Me he concedido una pausa para café urbana, lo que quiere decir que me he lanzado calle Monroe abajo a ver cómo ha cambiado desde que no vengo por aquí a pie, de lo cual hace bastante. En un día de sol como este compensa ir despacito y con la nariz lista: están construyendo casa nuevas donde antes había una serie de edificaciones de madera marrón astillada en el mejor estilo Innsmouth. Las casas que están apareciendo en su lugar a la velocidad a que crece un champiñón son blancas, relucientes, con pulcros tejados de pizarra y cornisas que se curvan suavemente hacia fuera, un poco como una pagoda yanqui. Huele deliciosamente a resina porque en el solar de al lado han talado un árbol enorme, que ahora yace cortado a rodajas como algún tipo exótico de embutido revestido de corteza parda y con relleno color miel.
La fiebre de los cafés, que nació en Seattle, todavía no ha muerto, aunque ya ha parado su fase de metástasis exponencial. Ha aparecido un lugar nuevo en Monroe: Piazza (Fine coffees). A verlo.
Es uno de estos lugares que se apuntan a la estética “salita de la casa de alguien”. Hay dos alturas: primero está la barra, y un espacio con cuatro o cinco mesitas redondas de madera y uno de esos bancos que corren paralelos al gran ventanal de la fachada, de modo que te puedes sentar de cara a la calle y gozar de la infinita variedad de la fauna humana que recorre Monroe a todas horas. Supongo que alguna habrá. Y a la izquierda hay una tarima enmoquetada, separada del resto por una barandilla de madera, y aquí tenemos una vez más un ventanal muy grande, cuatro mesitas, y tres sofás rechonchos y amigables tapizados en microfibra color salmón para hacer juego con el color naranja cremoso de los muros, decorados con multitud de cuadros multicolores y bastante malos, es de suponer que de artistas locales. Si hubiera sólo uno o dos cuadros, el efecto sería hortera y algo triste. Como hay muchísimos, en todos los colores del arcoiris, el efecto es más amable y muy alegre, siempre que no te fijes demasiado en ninguno de ellos en particular. Si te sientas en uno de los sofás, con una estantería con trastos a tu espalda y una mesita baja delante de ti, arropado por mullidos cojines y con la luz del sol entrando a raudales por el ventanal y resbalando sobre el barniz de las mesitas, te puede entrar un sopor muy agradable. Los aburridos o solitarios tienen a su disposición un fajo de revistas más o menos cosmopolitas, de moda, de viajes, de negocios, y los más intelectuales pueden, si lo desean, hacer uso del tablero de ajedrez que campa a sus anchas en una u otra de las mesitas.

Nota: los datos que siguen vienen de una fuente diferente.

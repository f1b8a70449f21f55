use std::sync::Arc;

use anyhow::{Context, Result};
use clap::Parser;
use dotenvy::dotenv;
use tracing::info;
use tracing_subscriber::EnvFilter;

use clippy_reader::completion::OpenAiClient;
use clippy_reader::config::ServerConfig;
use clippy_reader::face::{AppState, build_router};
use clippy_reader::feed::{FeedService, default_sources};
use clippy_reader::services::Services;

#[tokio::main]
async fn main() -> Result<()> {
    dotenv().ok();

    tracing_subscriber::fmt()
        .with_env_filter(EnvFilter::try_from_default_env().unwrap_or_else(|_| EnvFilter::new("info")))
        .init();

    let config = ServerConfig::parse();

    let backend = OpenAiClient::new(&config.openai_api_key, config.api_timeout())?
        .with_base_url(&config.openai_base_url)
        .with_model(&config.openai_model);
    let http = reqwest::Client::builder()
        .timeout(config.api_timeout())
        .build()
        .context("failed to build HTTP client")?;

    let services = Arc::new(Services::new(Arc::new(backend), http.clone()));
    let feed = Arc::new(FeedService::new(
        http,
        default_sources(),
        config.feed_cache_ttl(),
        services.article.clone(),
    ));

    let app = build_router(AppState {
        services,
        feed,
        expose_error_details: config.is_development(),
    });

    let addr = config.bind_addr();
    let listener = tokio::net::TcpListener::bind(&addr)
        .await
        .with_context(|| format!("could not bind to {addr}"))?;

    info!(
        %addr,
        model = %config.openai_model,
        development = config.is_development(),
        "Clippy Reader listening at http://{addr}"
    );
    axum::serve(listener, app).await?;
    Ok(())
}
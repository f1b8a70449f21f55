//! Content services. Each one builds its prompt, calls the completion
//! backend with task-tuned settings, and parses the raw text into a typed shape.

mod article;
mod definition;
mod eli5;
mod example;
mod summary;

use std::sync::Arc;

pub use article::{ArticleService, parse_analysis};
pub use definition::{DefinitionService, parse_definitions};
pub use eli5::Eli5Service;
pub use example::{ExampleService, parse_examples};
pub use summary::{SummaryService, extract_key_points};

use crate::completion::{CompletionBackend, CompletionOptions};
use crate::prompts;
use crate::types::Operation;

/// Every content service, built once at startup and shared by the routes.
pub struct Services {
    pub eli5: Eli5Service,
    pub summary: SummaryService,
    pub definition: DefinitionService,
    pub example: ExampleService,
    pub article: Arc<ArticleService>,
}

impl Services {
    /// `http` is used by the article service to fetch pages submitted by URL only.
    pub fn new(backend: Arc<dyn CompletionBackend>, http: reqwest::Client) -> Self {
        Self {
            eli5: Eli5Service::new(backend.clone()),
            summary: SummaryService::new(backend.clone()),
            definition: DefinitionService::new(backend.clone()),
            example: ExampleService::new(backend.clone()),
            article: Arc::new(ArticleService::new(backend, http)),
        }
    }
}

fn options(operation: Operation, temperature: f32, max_tokens: u32) -> CompletionOptions {
    CompletionOptions {
        system_prompt: prompts::system_prompt(operation),
        model: None,
        temperature,
        max_tokens,
    }
}

#[cfg(test)]
pub(crate) mod testing {
    use std::sync::Mutex;

    use async_trait::async_trait;

    use crate::completion::{Completion, CompletionBackend, CompletionOptions};
    use crate::error::AppError;
    use crate::types::CompletionMetadata;

    /// Replies with a fixed text and records every prompt it receives.
    pub struct ScriptedBackend {
        reply: Option<String>,
        pub calls: Mutex<Vec<(String, CompletionOptions)>>,
    }

    impl ScriptedBackend {
        pub fn replying(reply: &str) -> Self {
            Self {
                reply: Some(reply.to_string()),
                calls: Mutex::new(Vec::new()),
            }
        }

        pub fn failing() -> Self {
            Self {
                reply: None,
                calls: Mutex::new(Vec::new()),
            }
        }

        pub fn last_call(&self) -> (String, CompletionOptions) {
            self.calls.lock().unwrap().last().cloned().expect("backend was called")
        }
    }

    #[async_trait]
    impl CompletionBackend for ScriptedBackend {
        async fn complete(&self, prompt: &str, options: &CompletionOptions) -> Result<Completion, AppError> {
            self.calls.lock().unwrap().push((prompt.to_string(), options.clone()));
            match &self.reply {
                Some(reply) => Ok(Completion {
                    content: reply.trim().to_string(),
                    metadata: CompletionMetadata {
                        processing_time: 5,
                        tokens_used: 42,
                        model: "test-model".into(),
                    },
                }),
                None => Err(AppError::EngineUnavailable("scripted failure".into())),
            }
        }
    }
}
//! Terminal front end: runs a selection through the same state machines the
//! browser script mirrors, and prints what the widget would show.

use std::io::Write;
use std::time::{Duration, Instant};

use anyhow::{Result, bail};
use clap::{Parser, Subcommand};
use dotenvy::dotenv;
use tracing_subscriber::EnvFilter;

use clippy_reader::Operation;
use clippy_reader::client::{ApiClient, DEFAULT_API_BASE};
use clippy_reader::tips::{self, FIRST_TIP_DELAY, TIP_DURATION, TipPreferences, TipScheduler};
use clippy_reader::widget::{ClippyApp, InputEvent, Panel, RawSelection, Rect, SELECTION_DEBOUNCE, Scroll, Viewport};

#[derive(Parser, Debug)]
#[command(name = "clippy", about = "Ask Clippy about a piece of text", version = env!("CARGO_PKG_VERSION"))]
struct Cli {
    #[command(subcommand)]
    command: Commands,
}

#[derive(Subcommand, Debug)]
enum Commands {
    /// Runs an action (eli5, summarize, define, example, explain) on text
    Ask {
        action: Operation,

        /// The selected text
        #[arg(required = true, num_args = 1..)]
        text: Vec<String>,

        #[arg(long, env = "CLIPPY_API", default_value = DEFAULT_API_BASE)]
        api: String,

        #[arg(long, default_value_t = 5000)]
        timeout_ms: u64,

        /// Print the widget markup instead of plain text
        #[arg(long)]
        html: bool,
    },

    /// Lists the menu actions
    Menu,

    /// Shows a random tip
    Tip {
        /// Stop tips for the rest of the day
        #[arg(long)]
        disable_today: bool,

        /// Keep running and show a tip every 30 to 90 seconds
        #[arg(long, conflicts_with = "disable_today")]
        watch: bool,
    },
}

#[tokio::main]
async fn main() -> Result<()> {
    dotenv().ok();
    tracing_subscriber::fmt()
        .with_env_filter(EnvFilter::try_from_default_env().unwrap_or_else(|_| EnvFilter::new("warn")))
        .with_writer(std::io::stderr)
        .init();

    match Cli::parse().command {
        Commands::Ask {
            action,
            text,
            api,
            timeout_ms,
            html,
        } => ask(action, &text.join(" "), api, Duration::from_millis(timeout_ms), html).await,
        Commands::Menu => {
            for operation in Operation::ALL {
                println!("{:<10} {:<14} {}", operation.id(), operation.label(), operation.title());
            }
            Ok(())
        }
        Commands::Tip { disable_today, watch } => {
            let scheduler = open_tips()?;
            if watch {
                watch_tips(scheduler).await
            } else {
                tip(scheduler, disable_today)
            }
        }
    }
}

async fn ask(action: Operation, text: &str, api: String, timeout: Duration, html: bool) -> Result<()> {
    let client = ApiClient::new(api).with_timeout(timeout).on_loading(|loading| {
        if loading {
            eprint!("📎 Thinking...");
        } else {
            eprintln!();
        }
        let _ = std::io::stderr().flush();
    });

    // Same path as a pointer-up in the browser: one debounced check.
    let mut app = ClippyApp::new(client, Viewport::new(1280.0, 800.0));
    let raw = RawSelection::new(text, Rect::default(), Scroll::default());
    let released = Instant::now();
    app.input(&InputEvent::PointerUp, released);
    if app.tick(released + SELECTION_DEBOUNCE, &raw).is_none() {
        bail!("Select at least 3 characters of text");
    }

    let Some(rendered) = app.choose(action).await else {
        bail!("Nothing to show");
    };
    println!("{}", if html { rendered.to_html() } else { rendered.to_text() });

    if matches!(app.widget().panel(), Panel::Error(_)) {
        std::process::exit(1);
    }
    Ok(())
}

fn open_tips() -> Result<TipScheduler> {
    let today = chrono::Local::now().date_naive();
    Ok(match tips::preferences_path() {
        Some(path) => TipScheduler::load(path, today)?,
        None => TipScheduler::new(TipPreferences::default(), today),
    })
}

fn tip(mut scheduler: TipScheduler, disable_today: bool) -> Result<()> {
    if disable_today {
        scheduler.disable_today();
        println!("OK, no more tips today.");
        return Ok(());
    }

    match scheduler.show_random_tip(Instant::now()) {
        Some(tip) => println!("📎 {tip}"),
        None => println!("📎 That's all my tips for today!"),
    }
    Ok(())
}

async fn watch_tips(mut scheduler: TipScheduler) -> Result<()> {
    let mut next_tip = Instant::now() + FIRST_TIP_DELAY;
    let mut ticker = tokio::time::interval(Duration::from_secs(1));

    loop {
        tokio::select! {
            _ = ticker.tick() => {}
            _ = tokio::signal::ctrl_c() => return Ok(()),
        }

        let now = Instant::now();
        scheduler.roll_over(chrono::Local::now().date_naive());
        if scheduler.tick(now) {
            println!("   (closed after {}s)", TIP_DURATION.as_secs());
        }
        if now >= next_tip {
            if let Some(tip) = scheduler.show_random_tip(now) {
                println!("📎 {tip}");
            }
            next_tip = now + TipScheduler::next_delay();
        }
    }
}
#![allow(dead_code)]

use std::sync::atomic::{AtomicUsize, Ordering};
use std::sync::Arc;
use std::time::Duration;

use async_trait::async_trait;
use clippy_reader::completion::{Completion, CompletionBackend, CompletionOptions};
use clippy_reader::face::AppState;
use clippy_reader::feed::{FeedSource, FeedService};
use clippy_reader::services::Services;
use clippy_reader::{AppError, CompletionMetadata};

type Reply = Box<dyn Fn() -> Result<String, AppError> + Send + Sync>;

/// Completion backend that answers every prompt the same way.
pub struct FakeBackend {
    reply: Reply,
    calls: AtomicUsize,
}

impl FakeBackend {
    pub fn replying(text: &'static str) -> Arc<Self> {
        Arc::new(Self {
            reply: Box::new(move || Ok(text.to_string())),
            calls: AtomicUsize::new(0),
        })
    }

    pub fn failing(make: fn() -> AppError) -> Arc<Self> {
        Arc::new(Self {
            reply: Box::new(move || Err(make())),
            calls: AtomicUsize::new(0),
        })
    }

    pub fn calls(&self) -> usize {
        self.calls.load(Ordering::SeqCst)
    }
}

#[async_trait]
impl CompletionBackend for FakeBackend {
    async fn complete(&self, _prompt: &str, _options: &CompletionOptions) -> Result<Completion, AppError> {
        self.calls.fetch_add(1, Ordering::SeqCst);
        let content = (self.reply)()?;
        Ok(Completion {
            content,
            metadata: CompletionMetadata {
                processing_time: 7,
                tokens_used: 42,
                model: "fake-model".into(),
            },
        })
    }
}

pub fn app_state(backend: Arc<FakeBackend>, sources: Vec<FeedSource>, development: bool) -> AppState {
    let http = reqwest::Client::new();
    let services = Arc::new(Services::new(backend, http.clone()));
    let feed = Arc::new(FeedService::new(
        http,
        sources,
        Duration::from_secs(900),
        services.article.clone(),
    ));
    AppState {
        services,
        feed,
        expose_error_details: development,
    }
}

pub fn rss(items: &[(&str, &str, Option<&str>)]) -> String {
    let items: String = items
        .iter()
        .map(|(title, link, date)| {
            let date = date.map(|d| format!("<pubDate>{d}</pubDate>")).unwrap_or_default();
            format!(
                "<item><title>{title}</title><link>{link}</link>\
                 <description>About {title}</description>{date}</item>"
            )
        })
        .collect();
    format!("<?xml version=\"1.0\"?><rss version=\"2.0\"><channel><title>t</title>{items}</channel></rss>")
}
use std::time::{Duration, Instant};

use super::selection::Position;
use crate::types::Operation;

pub const MENU_WIDTH: f64 = 500.0;
pub const MENU_HEIGHT: f64 = 50.0;
pub const EDGE_MARGIN: f64 = 10.0;
pub const DISMISS_GRACE: Duration = Duration::from_millis(100);

#[derive(Debug, Clone, Copy, PartialEq)]
pub struct Viewport {
    pub width: f64,
    pub height: f64,
}

impl Viewport {
    pub fn new(width: f64, height: f64) -> Self {
        Self { width, height }
    }
}

/// Top-left corner of the menu.
#[derive(Debug, Clone, Copy, PartialEq)]
pub struct Placement {
    pub x: f64,
    pub y: f64,
}

/// Centers the menu under the selection, keeps it inside the viewport
/// horizontally, and flips it above when there is no room below.
pub fn place(pos: &Position, viewport: Viewport) -> Placement {
    let mut x = pos.x - MENU_WIDTH / 2.0;
    let mut y = pos.y + EDGE_MARGIN;

    if x < EDGE_MARGIN {
        x = EDGE_MARGIN;
    }
    if x + MENU_WIDTH > viewport.width - EDGE_MARGIN {
        x = viewport.width - MENU_WIDTH - EDGE_MARGIN;
    }
    if y + MENU_HEIGHT > viewport.height - EDGE_MARGIN {
        y = pos.top - MENU_HEIGHT - EDGE_MARGIN;
    }

    Placement { x, y }
}

#[derive(Debug, Clone, Copy, PartialEq, Eq)]
pub enum Press {
    Inside,
    Outside,
}

#[derive(Debug, Default)]
pub struct ContextMenu {
    placement: Option<Placement>,
    hide_at: Option<Instant>,
}

impl ContextMenu {
    pub fn new() -> Self {
        Self::default()
    }

    pub fn actions(&self) -> &'static [Operation] {
        &Operation::ALL
    }

    pub fn show(&mut self, pos: &Position, viewport: Viewport) -> Placement {
        let placement = place(pos, viewport);
        self.placement = Some(placement);
        self.hide_at = None;
        placement
    }

    pub fn hide(&mut self) {
        self.placement = None;
        self.hide_at = None;
    }

    pub fn is_visible(&self) -> bool {
        self.placement.is_some()
    }

    pub fn placement(&self) -> Option<Placement> {
        self.placement
    }

    /// Presses inside are ignored; a press outside hides after the grace delay.
    pub fn press(&mut self, press: Press, at: Instant) {
        if press == Press::Outside && self.is_visible() {
            self.hide_at = Some(at + DISMISS_GRACE);
        }
    }

    /// Applies a pending dismissal. Returns true if the menu was hidden.
    pub fn tick(&mut self, now: Instant) -> bool {
        match self.hide_at {
            Some(at) if now >= at => {
                self.hide();
                true
            }
            _ => false,
        }
    }

    /// Hides immediately and yields the chosen action.
    pub fn choose(&mut self, operation: Operation) -> Option<Operation> {
        if !self.is_visible() {
            return None;
        }
        self.hide();
        Some(operation)
    }
}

Yo, después de pagar con un dólar mi derecho a llenar un vaso de cartulina con el café contenido en un termo gigante, y a añadirle los necesarios condimentos, me he venido a uno de los sofás naranjas que parecen de tebeo y ando aquí más contenta que unas pascuas, tomando un cafelito y anotando cosas. No hay nadie más en el local: es Spring Break y la ciudad está en coma. Desde la cocina me llegan los sonidos de alguien chapoteando en una cantidad enorme de agua, que casi ahogan el jazz fusion que suena bajito por los altavoces del local.